La vérification des faits en langues officielles reste un outil sous-exploité. Pourtant, il pourrait toucher plus largement les populations et renforcer la lutte contre la désinformation.
A |
Au Mali, où WhatsApp, TikTok et Facebook sont devenus des canaux majeurs d’information, la désinformation se propage à grande vitesse. Pourtant, une large partie de la population, notamment en zones rurales et parmi les personnes peu alphabétisées, reste sans défense face au phénomène.

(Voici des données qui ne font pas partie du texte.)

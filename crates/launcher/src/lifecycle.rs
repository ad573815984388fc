// SPDX-License-Identifier: BUSL-1.1
// Copyright (c) 2026 Alfred Jean LLC

//! Shared lifecycle bookkeeping every `Launcher` variant is built on
//! (spec.md §3 `Launcher`, §4.1 abstract contract, §4.3 state machine).

use std::collections::HashMap;
use std::sync::Arc;

use parking_lot::Mutex;
use pf_core::LauncherState;

/// What a launcher's `start()` produced (spec.md §3 `start_data`).
#[derive(Debug, Clone)]
pub enum StartData {
    /// A single local or SSH'd process pid.
    Pid(u32),
    /// A batch-system or WinHPC job id.
    JobId(String),
    /// One entry per child of a `LauncherSet`.
    Many(HashMap<String, StartData>),
}

/// What a launcher's `stop()` produced (spec.md §3 `stop_data`, §6 "Exit
/// signalling").
#[derive(Debug, Clone, PartialEq, Eq)]
pub enum StopData {
    /// Local/MPI/SSH launchers surface `{exit_code, pid}`.
    Local {
        exit_code: Option<i32>,
        pid: Option<u32>,
    },
    /// Batch and WinHPC launchers surface `{job_id, output}`.
    Batch { job_id: String, output: String },
    /// One entry per child of a `LauncherSet`, keyed by index.
    Many(Vec<(String, Box<StopData>)>),
}

pub type StopCallback = Box<dyn FnOnce(&StopData) + Send>;

/// The `{before, running, after}` state machine plus `stop_data`/
/// `stop_callbacks` bookkeeping shared by every concrete launcher.
///
/// Held behind an `Arc<Mutex<_>>` so a launcher's background monitor task
/// (which observes process exit) and its public handle can both drive
/// transitions.
pub struct LauncherCore {
    state: LauncherState,
    start_data: Option<StartData>,
    stop_data: Option<StopData>,
    stop_callbacks: Vec<StopCallback>,
}

impl Default for LauncherCore {
    fn default() -> Self {
        Self::new()
    }
}

impl LauncherCore {
    pub fn new() -> Self {
        Self {
            state: LauncherState::Before,
            start_data: None,
            stop_data: None,
            stop_callbacks: Vec::new(),
        }
    }

    pub fn state(&self) -> LauncherState {
        self.state
    }

    pub fn start_data(&self) -> Option<&StartData> {
        self.start_data.as_ref()
    }

    pub fn stop_data(&self) -> Option<&StopData> {
        self.stop_data.as_ref()
    }

    /// `before -> running`. Invalid outside `before` (spec.md §4.3).
    pub fn notify_start(&mut self, data: StartData) -> bool {
        if !self.state.can_start() {
            return false;
        }
        self.start_data = Some(data);
        self.state = LauncherState::Running;
        true
    }

    /// `running -> after`, draining `stop_callbacks` in registration order,
    /// each exactly once (spec.md §8 invariant 2). A no-op if already
    /// `after` — `notify_stop` must never fire callbacks a second time.
    pub fn notify_stop(&mut self, data: StopData) {
        if self.state == LauncherState::After {
            return;
        }
        self.state = LauncherState::After;
        self.stop_data = Some(data);
        let callbacks = std::mem::take(&mut self.stop_callbacks);
        let data_ref = self.stop_data.as_ref().expect("just set");
        for cb in callbacks {
            cb(data_ref);
        }
    }

    /// Register a stop callback. If already `after`, invoke it immediately
    /// and inline with `stop_data` (spec.md §4.1 `on_stop`).
    pub fn on_stop(&mut self, cb: StopCallback) {
        if self.state == LauncherState::After {
            if let Some(data) = &self.stop_data {
                cb(data);
            }
        } else {
            self.stop_callbacks.push(cb);
        }
    }
}

/// A shared handle to a `LauncherCore`, cloned between a launcher's public
/// struct and its background monitor task.
pub type SharedCore = Arc<Mutex<LauncherCore>>;

pub fn new_shared_core() -> SharedCore {
    Arc::new(Mutex::new(LauncherCore::new()))
}

#[cfg(test)]
#[path = "lifecycle_tests.rs"]
mod tests;
// SPDX-License-Identifier: BUSL-1.1
// Copyright (c) 2026 Alfred Jean LLC

//! `BatchSystemLauncher` (spec.md §4.1.4): renders a batch script, submits
//! it, parses the job id from submit output, and deletes it on stop.
//! PBS and SGE variants differ only in their commands/regexes/templates.

use std::collections::BTreeMap;
use std::os::unix::fs::PermissionsExt;
use std::path::PathBuf;
use std::process::Stdio;

use async_trait::async_trait;
use nix::sys::signal::Signal;
use pf_core::{LauncherError, LauncherState};
use regex::Regex;
use tokio::process::Command;
use tracing::info;

use crate::launcher::Launcher;
use crate::lifecycle::{new_shared_core, SharedCore, StartData, StopCallback, StopData};

/// A mapping `name -> value` used to render a batch script
/// (spec.md §3 `BatchContext`). Mandatory keys `n`, `profile_dir`, `queue`
/// are set by [`BatchSystemLauncher::start`]; additional keys may be set
/// with [`BatchSystemLauncher::with_context`].
pub type BatchContext = BTreeMap<String, String>;

/// Where the batch script template comes from, in priority order
/// (spec.md §4.1.4 "Script rendering policy").
pub enum TemplateSource {
    /// (a) an in-memory template, highest priority.
    Inline(String),
    /// (b) a template file, read when no inline template is set.
    File(PathBuf),
    /// (c) the subclass's compiled-in default, lowest priority.
    Default(String),
}

/// The regex/template pair and submit/delete commands that distinguish one
/// batch backend (PBS, SGE, ...) from another.
pub struct BatchFlavor {
    pub submit_command: Vec<String>,
    pub delete_command: Vec<String>,
    pub job_id_regexp: Regex,
    pub job_array_regexp: Regex,
    pub job_array_template: String,
    pub queue_regexp: Regex,
    pub queue_template: String,
}

impl BatchFlavor {
    /// PBS: `qsub`/`qdel`, numeric job ids, `#PBS -t`/`#PBS -q` directives.
    #[allow(clippy::expect_used)] // patterns are compile-time constants
    pub fn pbs() -> Self {
        Self {
            submit_command: vec!["qsub".into()],
            delete_command: vec!["qdel".into()],
            job_id_regexp: Regex::new(r"\d+").expect("valid regex"),
            job_array_regexp: Regex::new(r"#PBS\W+-t\W+[\w\d\-\$]+").expect("valid regex"),
            job_array_template: "#PBS -t 1-{n}".into(),
            queue_regexp: Regex::new(r"#PBS\W+-q\W+\$?\w+").expect("valid regex"),
            queue_template: "#PBS -q {queue}".into(),
        }
    }

    /// SGE: PBS's commands and job-id regex, `#$ -t`/`#$ -q` directives.
    #[allow(clippy::expect_used)] // patterns are compile-time constants
    pub fn sge() -> Self {
        Self {
            job_array_regexp: Regex::new(r"#\$\W+-t").expect("valid regex"),
            job_array_template: "#$ -t 1-{n}".into(),
            queue_regexp: Regex::new(r"#\$\W+-q\W+\$?\w+").expect("valid regex"),
            queue_template: "#$ -q {queue}".into(),
            ..Self::pbs()
        }
    }
}

/// Render `template` against `context`'s `{name}` placeholders
/// (spec.md §6 "Batch-script templates"). Unknown placeholders are left
/// untouched.
#[allow(clippy::expect_used)] // `i` is always a valid char boundary here
pub fn render(template: &str, context: &BatchContext) -> String {
    let mut out = String::with_capacity(template.len());
    let bytes = template.as_bytes();
    let mut i = 0;
    while i < bytes.len() {
        if bytes[i] == b'{' {
            if let Some(end) = template[i..].find('}') {
                let name = &template[i + 1..i + end];
                if let Some(value) = context.get(name) {
                    out.push_str(value);
                    i += end + 1;
                    continue;
                }
            }
        }
        let ch = template[i..].chars().next().expect("i within bounds");
        out.push(ch);
        i += ch.len_utf8();
    }
    out
}

/// Inject `job_array_template` (if `job_array_regexp` doesn't already
/// match) and then `queue_template` (if `queue` is non-empty and
/// `queue_regexp` doesn't already match), each immediately after the
/// template's first line.
///
/// Injection order is job-array first, then queue — the queue insertion,
/// running second, pushes the job-array line down by one, so the final
/// order is `shebang, queue_template, job_array_template, ...rest`
/// (spec.md §9 design note, resolved).
pub fn inject_directives(template: &str, flavor: &BatchFlavor, queue: &str) -> String {
    let mut template = template.to_string();

    if !flavor.job_array_regexp.is_match(&template) {
        template = insert_after_first_line(&template, &flavor.job_array_template);
    }

    if !queue.is_empty() && !flavor.queue_regexp.is_match(&template) {
        template = insert_after_first_line(&template, &flavor.queue_template);
    }

    template
}

fn insert_after_first_line(template: &str, line: &str) -> String {
    match template.split_once('\n') {
        Some((first, rest)) => format!("{first}\n{line}\n{rest}"),
        None => format!("{template}\n{line}"),
    }
}

/// Extract a job id from submit-command stdout (spec.md §6 "Batch job
/// id"). Fails with `LauncherError::Batch` if no match.
pub fn parse_job_id(flavor: &BatchFlavor, output: &str) -> Result<String, LauncherError> {
    flavor
        .job_id_regexp
        .find(output)
        .map(|m| m.as_str().to_string())
        .ok_or_else(|| LauncherError::Batch(format!("Job id couldn't be determined: {output}")))
}

pub struct BatchSystemLauncher {
    flavor: BatchFlavor,
    template_source: TemplateSource,
    work_dir: PathBuf,
    batch_file_name: String,
    queue: String,
    context: BatchContext,
    core: SharedCore,
    job_id: Option<String>,
}

impl BatchSystemLauncher {
    pub fn new(
        flavor: BatchFlavor,
        template_source: TemplateSource,
        work_dir: impl Into<PathBuf>,
        batch_file_name: impl Into<String>,
    ) -> Self {
        Self {
            flavor,
            template_source,
            work_dir: work_dir.into(),
            batch_file_name: batch_file_name.into(),
            queue: String::new(),
            context: BatchContext::new(),
            core: new_shared_core(),
            job_id: None,
        }
    }

    pub fn with_queue(mut self, queue: impl Into<String>) -> Self {
        self.queue = queue.into();
        self
    }

    pub fn with_context(mut self, key: impl Into<String>, value: impl Into<String>) -> Self {
        self.context.insert(key.into(), value.into());
        self
    }

    pub fn batch_file(&self) -> PathBuf {
        self.work_dir.join(&self.batch_file_name)
    }

    fn resolve_template(&self) -> Result<String, LauncherError> {
        match &self.template_source {
            TemplateSource::Inline(s) => Ok(s.clone()),
            TemplateSource::File(path) => std::fs::read_to_string(path)
                .map_err(|e| LauncherError::Batch(format!("reading batch template file: {e}"))),
            TemplateSource::Default(s) => Ok(s.clone()),
        }
    }

    /// Render and write the batch script to `work_dir/batch_file_name`,
    /// chmod'd to owner rwx (spec.md §4.1.4, §8 invariant 8 idempotence).
    pub fn write_batch_script(&mut self, n: u32, profile_dir: impl AsRef<std::path::Path>) -> Result<(), LauncherError> {
        self.context.insert("n".into(), n.to_string());
        self.context.insert("queue".into(), self.queue.clone());
        self.context.insert(
            "profile_dir".into(),
            profile_dir.as_ref().display().to_string(),
        );

        let template = self.resolve_template()?;
        let template = inject_directives(&template, &self.flavor, &self.queue);
        let script = render(&template, &self.context);

        let path = self.batch_file();
        std::fs::write(&path, &script)
            .map_err(|e| LauncherError::Batch(format!("writing batch script: {e}")))?;
        let mut perms = std::fs::metadata(&path)
            .map_err(|e| LauncherError::Batch(format!("stat batch script: {e}")))?
            .permissions();
        perms.set_mode(0o700);
        std::fs::set_permissions(&path, perms)
            .map_err(|e| LauncherError::Batch(format!("chmod batch script: {e}")))?;

        info!(path = %path.display(), "wrote batch script");
        Ok(())
    }

    /// Start `n` copies of the process for `profile_dir` (spec.md §4.1.4
    /// `start`). Controller variants call this with `n = 1`.
    pub async fn start_n(
        &mut self,
        n: u32,
        profile_dir: impl AsRef<std::path::Path>,
    ) -> Result<String, LauncherError> {
        if !self.core.lock().state().can_start() {
            return Err(LauncherError::ProcessState(pf_core::error::ProcessStateError {
                state: self.core.lock().state(),
                attempted: "start",
            }));
        }

        self.write_batch_script(n, &profile_dir)?;

        let mut cmd = Command::new(&self.flavor.submit_command[0]);
        cmd.args(&self.flavor.submit_command[1..]);
        cmd.arg(self.batch_file());
        cmd.current_dir(&self.work_dir);
        cmd.stdout(Stdio::piped());
        cmd.stderr(Stdio::piped());
        let output = cmd
            .output()
            .await
            .map_err(|e| LauncherError::Batch(format!("submit command failed: {e}")))?;
        let stdout = String::from_utf8_lossy(&output.stdout);

        let job_id = parse_job_id(&self.flavor, &stdout)?;
        info!(job_id = %job_id, "job submitted");
        self.job_id = Some(job_id.clone());
        self.core.lock().notify_start(StartData::JobId(job_id.clone()));
        Ok(job_id)
    }
}

#[async_trait]
impl Launcher for BatchSystemLauncher {
    /// Not used directly: batch launchers start with `(n, profile_dir)`
    /// via [`Self::start_n`]; this trait method exists only to satisfy
    /// `dyn Launcher` composition inside a `LauncherSet` where `n` was
    /// already fixed by the caller through [`Self::with_context`].
    async fn start(&mut self) -> Result<(), LauncherError> {
        let n: u32 = self
            .context
            .get("n")
            .and_then(|s| s.parse().ok())
            .unwrap_or(1);
        let profile_dir = self
            .context
            .get("profile_dir")
            .cloned()
            .unwrap_or_else(|| ".".into());
        self.start_n(n, profile_dir).await.map(|_| ())
    }

    fn stop(&mut self) {
        let Some(job_id) = self.job_id.clone() else {
            return;
        };
        let flavor_cmd = self.flavor.delete_command.clone();
        let work_dir = self.work_dir.clone();
        let core = self.core.clone();
        tokio::spawn(async move {
            let mut cmd = Command::new(&flavor_cmd[0]);
            cmd.args(&flavor_cmd[1..]);
            cmd.arg(&job_id);
            cmd.current_dir(&work_dir);
            cmd.stdout(Stdio::piped());
            cmd.stderr(Stdio::piped());
            // Batch stop failure is swallowed: notify_stop fires either way
            // so observers are not starved (spec.md §7).
            let output = cmd.output().await.ok();
            let output_str = output
                .map(|o| String::from_utf8_lossy(&o.stdout).into_owned())
                .unwrap_or_default();
            core.lock().notify_stop(StopData::Batch {
                job_id,
                output: output_str,
            });
        });
    }

    fn signal(&mut self, _sig: Signal) {
        // Batch systems have no direct signal delivery; `stop()` (job
        // deletion) is the only lifecycle transition they support.
    }

    fn on_stop(&mut self, cb: StopCallback) {
        self.core.lock().on_stop(cb);
    }

    fn state(&self) -> LauncherState {
        self.core.lock().state()
    }

    fn stop_data(&self) -> Option<StopData> {
        self.core.lock().stop_data().cloned()
    }

    fn as_any(&self) -> &dyn std::any::Any {
        self
    }
}

#[cfg(test)]
#[path = "batch_tests.rs"]
mod tests;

En 2024, 40 % des adultes maliens ne savaient ni lire ni écrire, selon l’Institut national de la statistique (INSTAT). D’où l’urgence de promouvoir la vérification des faits et l’éducation numérique en langues officielles, plus accessibles et mieux adaptées aux réalités du pays.
Pour mieux communiquer
Au Mali, les langues officielles sont le principal vecteur de communication. Pourtant, la plupart des contenus de vérification des faits sont publiés en français, souvent inaccessibles à une grande partie de la population. Pendant ce temps, les fausses informations circulent rapidement sur WhatsApp et TikTok, dans des formats vocaux ou vidéos en langues officielles, leur donnant plus de crédibilité et d’impact.
Pour contrer cette dynamique, certaines initiatives locales ont vu le jour. Depuis 2019, des plateformes comme celle de l’Association des blogueurs du Mali (ABM) ou La voix de Mopti publient des contenus en bamanankan afin de toucher un public plus large et non francophone.
Ces efforts, bien que prometteurs, restent encore trop dispersés. Il devient urgent de structurer ces actions à plus grande échelle, en soutenant les créateurs de contenus locaux, en intégrant les langues officielles dans les formations à la vérification des faits, et en produisant régulièrement des capsules audio ou vidéo adaptées aux usages des communautés.
Les défis à relever
Malgré des initiatives prometteuses, la vérification des faits en langues officielles au Mali reste freinée par plusieurs obstacles. D’abord, le manque de journalistes et créateurs formés, capables de produire régulièrement des contenus en langues officielles freine son développement. Ce double savoir technique et linguistique est rare et souvent peu valorisé.
Ensuite, les contenus peinent à circuler efficacement. Contrairement aux fausses informations qui se propagent facilement via WhatsApp ou TikTok, les relais communautaires et médias locaux ne sont pas assez mobilisés ni coordonnés pour diffuser ces contenus.
Par ailleurs, l’insuffisance de financements dédiés limite la production et la pérennité des contenus. L’instabilité politique et sécuritaire dans certaines régions du pays constitue aussi un frein à l’implantation durable de ces initiatives. Former de nouveaux acteurs locaux, soutenir les médias de proximité, améliorer l’accès numérique, sécuriser les zones à risque, et adapter les outils aux langues officielles sont des pistes clés pour renforcer cette lutte essentielle.